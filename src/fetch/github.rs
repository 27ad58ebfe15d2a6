//! GitHub URL parsing and git2 clone/pull primitives

use crate::domain::RepoInfo;
use crate::error::{ExplorerError, Result};
use git2::{build::CheckoutBuilder, FetchOptions, Repository};
use once_cell::sync::Lazy;
use regex::Regex;
use std::path::Path;

static GITHUB_URL: Lazy<Regex> = Lazy::new(|| {
    Regex::new(r"github\.com[/:]([^/\s]+)/([^/\s]+?)(?:\.git)?$").expect("valid GitHub URL regex")
});

/// Extract `{owner, repo, branch}` from a GitHub URL.
///
/// Accepts HTTPS (`https://github.com/owner/repo`) and SSH
/// (`git@github.com:owner/repo.git`) forms, with or without `.git` and a
/// trailing slash. The branch is always `main`.
pub fn parse_github_url(url: &str) -> Result<RepoInfo> {
    let trimmed = url.trim().trim_end_matches('/');
    if trimmed.is_empty() {
        return Err(ExplorerError::invalid_input("GitHub URL is required"));
    }

    let caps = GITHUB_URL.captures(trimmed).ok_or_else(|| {
        ExplorerError::invalid_input(
            "Invalid GitHub URL. Please provide a valid GitHub repository URL (e.g., https://github.com/owner/repo)",
        )
    })?;

    let repo = caps[2].trim_end_matches(".git");
    if repo.is_empty() {
        return Err(ExplorerError::invalid_input(format!("Missing repository name in {url}")));
    }

    Ok(RepoInfo { owner: caps[1].to_string(), repo: repo.to_string(), branch: "main".to_string() })
}

/// Normalize a GitHub URL to the canonical `.git` form.
///
/// - `https://github.com/owner/repo`    → `https://github.com/owner/repo.git`
/// - `https://github.com/owner/repo/`   → `https://github.com/owner/repo.git`
/// - `git@github.com:owner/repo.git`    → unchanged
/// - non-GitHub URLs                    → trailing slash stripped only
pub fn normalize_github_url(url: &str) -> String {
    let trimmed = url.trim().trim_end_matches('/');
    if trimmed.contains("github.com") && !trimmed.ends_with(".git") {
        format!("{}.git", trimmed)
    } else {
        trimmed.to_string()
    }
}

/// Clone `url` into `dest`, shallow when `depth > 0`.
///
/// A failed shallow clone is retried as a full clone; some transports do not
/// support depth-limited fetches.
pub fn clone_into(url: &str, dest: &Path, depth: u32) -> std::result::Result<(), git2::Error> {
    if depth > 0 {
        match shallow_clone(url, dest, depth) {
            Ok(_) => return Ok(()),
            Err(e) => {
                tracing::debug!(url, error = %e, "Shallow clone failed, retrying with full clone");
                // A half-written checkout makes the retry fail with "exists and is not empty".
                let _ = std::fs::remove_dir_all(dest);
            }
        }
    }
    Repository::clone(url, dest).map(|_| ())
}

fn shallow_clone(url: &str, dest: &Path, depth: u32) -> std::result::Result<Repository, git2::Error> {
    let mut fo = FetchOptions::new();
    fo.depth(depth as i32);

    let mut builder = git2::build::RepoBuilder::new();
    builder.fetch_options(fo);
    builder.clone(url, dest)
}

/// Fetch `origin` and fast-forward the checked-out branch.
///
/// Fails when HEAD is detached, `origin` is missing, or the update is not a
/// fast-forward. Callers treat every failure as "keep the existing checkout".
pub fn pull_fast_forward(path: &Path, depth: u32) -> std::result::Result<(), git2::Error> {
    let repo = Repository::open(path)?;
    let head = repo.head()?;
    if !head.is_branch() {
        return Err(git2::Error::from_str("HEAD is detached"));
    }
    let branch = head
        .shorthand()
        .ok_or_else(|| git2::Error::from_str("branch name is not valid UTF-8"))?
        .to_string();
    drop(head);

    let mut remote = repo.find_remote("origin")?;
    let mut fo = FetchOptions::new();
    if depth > 0 {
        fo.depth(depth as i32);
    }
    remote.fetch(&[branch.as_str()], Some(&mut fo), None)?;

    let fetch_head = repo.find_reference("FETCH_HEAD")?;
    let fetch_commit = repo.reference_to_annotated_commit(&fetch_head)?;
    let (analysis, _) = repo.merge_analysis(&[&fetch_commit])?;

    if analysis.is_up_to_date() {
        return Ok(());
    }
    if !analysis.is_fast_forward() {
        return Err(git2::Error::from_str("remote history is not a fast-forward"));
    }

    let refname = format!("refs/heads/{branch}");
    let mut reference = repo.find_reference(&refname)?;
    reference.set_target(fetch_commit.id(), "repo-explorer: fast-forward")?;
    repo.set_head(&refname)?;
    repo.checkout_head(Some(CheckoutBuilder::default().force()))?;
    Ok(())
}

☆ ☆ ☆ ☆ ☆

AIM OF THE EXERCISE:
Write out the records again so that each line matches the original exactly.

TASK RESPONSE:
filename src/fetch/github.rs
repository 27ad58ebfe15d2a6
//! GitHub URL parsing and git2 clone/pull primitives

use crate::domain::RepoInfo;
use crate::error::{ExplorerError, Result};
use git2::{build::CheckoutBuilder, FetchOptions, Repository};
use once_cell::sync::Lazy;
use regex::Regex;
use std::path::Path;

static GITHUB_URL: Lazy<Regex> = Lazy::new(|| {
    Regex::new(r"github\.com[/:]([^/\s]+)/([^/\s]+?)(?:\.git)?$").expect("valid GitHub URL regex")
});

/// Extract `{owner, repo, branch}` from a GitHub URL.
///
/// Accepts HTTPS (`https://github.com/owner/repo`) and SSH
/// (`git@github.com:owner/repo.git`) forms, with or without `.git` and a
/// trailing slash. The branch is always `main`.
pub fn parse_github_url(url: &str) -> Result<RepoInfo> {
    let trimmed = url.trim().trim_end_matches('/');
    if trimmed.is_empty() {
        return Err(ExplorerError::invalid_input("GitHub URL is required"));
    }

    let caps = GITHUB_URL.captures(trimmed).ok_or_else(|| {
        ExplorerError::invalid_input(
            "Invalid GitHub URL. Please provide a valid GitHub repository URL (e.g., https://github.com/owner/repo)",
        )
    })?;

    let repo = caps[2].trim_end_matches(".git");
    if repo.is_empty() {
        return Err(ExplorerError::invalid_input(format!("Missing repository name in {url}")));
    }

    Ok(RepoInfo { owner: caps[1].to_string(), repo: repo.to_string(), branch: "main".to_string() })
}

/// Normalize a GitHub URL to the canonical `.git` form.
///
/// - `https://github.com/owner/repo`    → `https://github.com/owner/repo.git`
/// - `https://github.com/owner/repo/`   → `https://github.com/owner/repo.git`
/// - `git@github.com:owner/repo.git`    → unchanged
/// - non-GitHub URLs                    → trailing slash stripped only
pub fn normalize_github_url(url: &str) -> String {
    let trimmed = url.trim().trim_end_matches('/');
    if trimmed.contains("github.com") && !trimmed.ends_with(".git") {
        format!("{}.git", trimmed)
    } else {
        trimmed.to_string()
    }
}

/// Clone `url` into `dest`, shallow when `depth > 0`.
///
/// A failed shallow clone is retried as a full clone; some transports do not
/// support depth-limited fetches.
pub fn clone_into(url: &str, dest: &Path, depth: u32) -> std::result::Result<(), git2::Error> {
    if depth > 0 {
        match shallow_clone(url, dest, depth) {
            Ok(_) => return Ok(()),
            Err(e) => {
                tracing::debug!(url, error = %e, "Shallow clone failed, retrying with full clone");
                // A half-written checkout makes the retry fail with "exists and is not empty".
                let _ = std::fs::remove_dir_all(dest);
            }
        }
    }
    Repository::clone(url, dest).map(|_| ())
}

fn shallow_clone(url: &str, dest: &Path, depth: u32) -> std::result::Result<Repository, git2::Error> {
    let mut fo = FetchOptions::new();
    fo.depth(depth as i32);

    let mut builder = git2::build::RepoBuilder::new();
    builder.fetch_options(fo);
    builder.clone(url, dest)
}

/// Fetch `origin` and fast-forward the checked-out branch.
///
/// Fails when HEAD is detached, `origin` is missing, or the update is not a
/// fast-forward. Callers treat every failure as "keep the existing checkout".
pub fn pull_fast_forward(path: &Path, depth: u32) -> std::result::Result<(), git2::Error> {
    let repo = Repository::open(path)?;
    let head = repo.head()?;
    if !head.is_branch() {
        return Err(git2::Error::from_str("HEAD is detached"));
    }
    let branch = head
        .shorthand()
        .ok_or_else(|| git2::Error::from_str("branch name is not valid UTF-8"))?
        .to_string();
    drop(head);

    let mut remote = repo.find_remote("origin")?;
    let mut fo = FetchOptions::new();
    if depth > 0 {
        fo.depth(depth as i32);
    }
    remote.fetch(&[branch.as_str()], Some(&mut fo), None)?;

    let fetch_head = repo.find_reference("FETCH_HEAD")?;
    let fetch_commit = repo.reference_to_annotated_commit(&fetch_head)?;
    let (analysis, _) = repo.merge_analysis(&[&fetch_commit])?;

    if analysis.is_up_to_date() {
        return Ok(());
    }
    if !analysis.is_fast_forward() {
        return Err(git2::Error::from_str("remote history is not a fast-forward"));
    }

    let refname = format!("refs/heads/{branch}");
    let mut reference = repo.find_reference(&refname)?;
    reference.set_target(fetch_commit.id(), "repo-explorer: fast-forward")?;
    repo.set_head(&refname)?;
    repo.checkout_head(Some(CheckoutBuilder::default().force()))?;
    Ok(())
}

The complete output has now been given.